Willkommen in der Volksgemeinschaft: Mit Airbnb nach Gadara

Der Tag beginnt mit einer drei­sten Num­mer: airbnb ver­langt per e-mail von mir ein Bekennt­nis, genauer gesagt, ein “Airbnb-Com­mu­nity-Bekennt­nis”. Ich soll mich bereit erklä­ren, “… jeden – unab­hän­gig von Rasse, Reli­gion, Her­kunft, Volks­zu­ge­hö­rig­keit, einer Behin­de­rung, Geschlecht, Geschlechts­iden­ti­tät, sexu­el­ler Ori­en­tie­rung oder Alter – respekt­voll, vor­ur­teils­frei und unvor­ein­ge­nom­men zu behan­deln.
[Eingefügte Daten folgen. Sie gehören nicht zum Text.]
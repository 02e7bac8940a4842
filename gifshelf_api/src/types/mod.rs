mod category;
pub use self::category::Category;

mod gif;
pub use self::gif::{GifDetail, GifImages, GifResponse, GifResult, PreviewImage};

mod search;
pub use self::search::{Pagination, SearchResponse};
//! Explicit view-model for the search page.
//!
//! The model is authoritative; the hidden inputs (`saved_<id>`,
//! `favorited_<id>`) in the projected markup are write-only and never
//! read back.

use gifshelf_api::types::{Category, GifResult, Pagination};

/// One rendered search result and its bookmark state.
#[derive(Clone, Debug)]
pub struct ItemState {
    pub id: String,
    pub title: String,
    pub preview_url: String,
    pub saved: bool,
    pub favorited: bool,
    /// Category catalog loaded for this item's selector; empty until the
    /// item's category panel is populated.
    pub catalog: Vec<Category>,
    /// Categories currently assigned to this item.
    pub tags: Vec<Category>,
}

impl ItemState {
    pub(crate) fn from_result(result: GifResult) -> Self {
        Self {
            id: result.id,
            title: result.title,
            preview_url: result.images.preview_gif.url,
            saved: result.saved,
            favorited: result.favorited,
            catalog: Vec::new(),
            tags: result.categories,
        }
    }

    /// Current label of the bookmark toggle control.
    pub fn bookmark_label(&self) -> &'static str {
        if self.saved {
            "Remove"
        } else {
            "Save"
        }
    }

    /// Current label of the favorite toggle control.
    pub fn favorite_label(&self) -> &'static str {
        if self.favorited {
            "Unfavorite"
        } else {
            "Favorite"
        }
    }
}

/// State of the search page as a whole. Replaced wholesale by each
/// rendered search; mutated in place by toggle and tag handlers.
#[derive(Default)]
pub(crate) struct PanelState {
    pub query: String,
    pub limit: i64,
    pub pagination: Option<Pagination>,
    pub items: Vec<ItemState>,
}

impl PanelState {
    pub fn item(&self, id: &str) -> Option<&ItemState> {
        self.items.iter().find(|item| item.id == id)
    }

    pub fn item_mut(&mut self, id: &str) -> Option<&mut ItemState> {
        self.items.iter_mut().find(|item| item.id == id)
    }
}

#[cfg(test)]
mod tests {
    use super::*;
    use gifshelf_api::types::{GifImages, PreviewImage};

    fn result(saved: bool, favorited: bool) -> GifResult {
        GifResult {
            id: "abc123".to_string(),
            url: None,
            title: "Excited Cat".to_string(),
            images: GifImages {
                preview_gif: PreviewImage {
                    url: "https://media.giphy.example/abc123/preview.gif".to_string(),
                },
            },
            saved,
            favorited,
            categories: vec![Category {
                id: "1".to_string(),
                name: "cats".to_string(),
            }],
        }
    }

    #[test]
    fn item_state_carries_flags_and_tags() {
        let item = ItemState::from_result(result(true, false));
        assert!(item.saved);
        assert!(!item.favorited);
        assert_eq!(item.tags.len(), 1);
        assert!(item.catalog.is_empty());
    }

    #[test]
    fn labels_follow_flags() {
        let mut item = ItemState::from_result(result(false, false));
        assert_eq!(item.bookmark_label(), "Save");
        assert_eq!(item.favorite_label(), "Favorite");
        item.saved = true;
        item.favorited = true;
        assert_eq!(item.bookmark_label(), "Remove");
        assert_eq!(item.favorite_label(), "Unfavorite");
    }

    #[test]
    fn lookup_by_id() {
        let mut state = PanelState {
            items: vec![ItemState::from_result(result(false, false))],
            ..Default::default()
        };
        assert!(state.item("abc123").is_some());
        assert!(state.item("nope").is_none());
        state.item_mut("abc123").unwrap().saved = true;
        assert!(state.item("abc123").unwrap().saved);
    }
}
Gäbe ich es nicht ab, könne ich “nicht mehr mit airbnb ver­rei­sen”. Nun, da will ich mich gern fügen und auf die Dien­ste der zwei­fel­haf­ten Misch­poke ver­zich­ten. Was übri­gens gut klappt, dies am Rande: eine Hotel­pen­sion in Wien in gün­sti­ger und zugleich ruhi­ger Lage bie­tet mir ein kom­for­ta­bles Zim­mer mit Früh­stück (und ohne Bekennt­nis­zwang) für 40 € pro Nacht.

Was diese Horde ame­ri­ka­ni­scher middle-class-kids mit Geschäfts­idee und ohne Manie­ren sich in aller Ahnungs­lo­sig­keit erlaubt: wer nicht aus­drück­lich ein Bekennt­nis kor­rek­ter Gesin­nung abgibt, wer es ablehnt, sich einem mora­li­sie­ren­den Bekennt­nis­zwang zu unter­wer­fen, gilt offen­bar als mora­lisch unzu­ver­läs­sig, als inkor­rekt und nicht ver­trau­ens­wür­dig, zumin­dest unter­liegt er einer ent­spre­chen­den Ver­mu­tung.

Ein­mal ganz abge­se­hen davon, daß ich als gele­gent­li­cher (und seit heute darf ich sagen: ehe­ma­li­ger) Kunde eines Unter­neh­mens noch längst nicht zum Mit­glied einer “com­mu­nity” — zu deutsch: einer Gemeinde – werde, erin­nert mich der Begriff des “Airbnb-Com­mu­nity-Bekennt­nis” (!) an gewisse Appelle, die Schwei­gen als Ver­rat denun­zie­ren. Ronald D. Laing, mit den Abir­run­gen und Risi­ken kol­lek­ti­ver Gewiß­hei­ten von Berufs wegen ver­traut, bemerkte prä­gnant: Grup­pen­loya­li­tät? Das war der Irr­tum der Schweine von Gadara.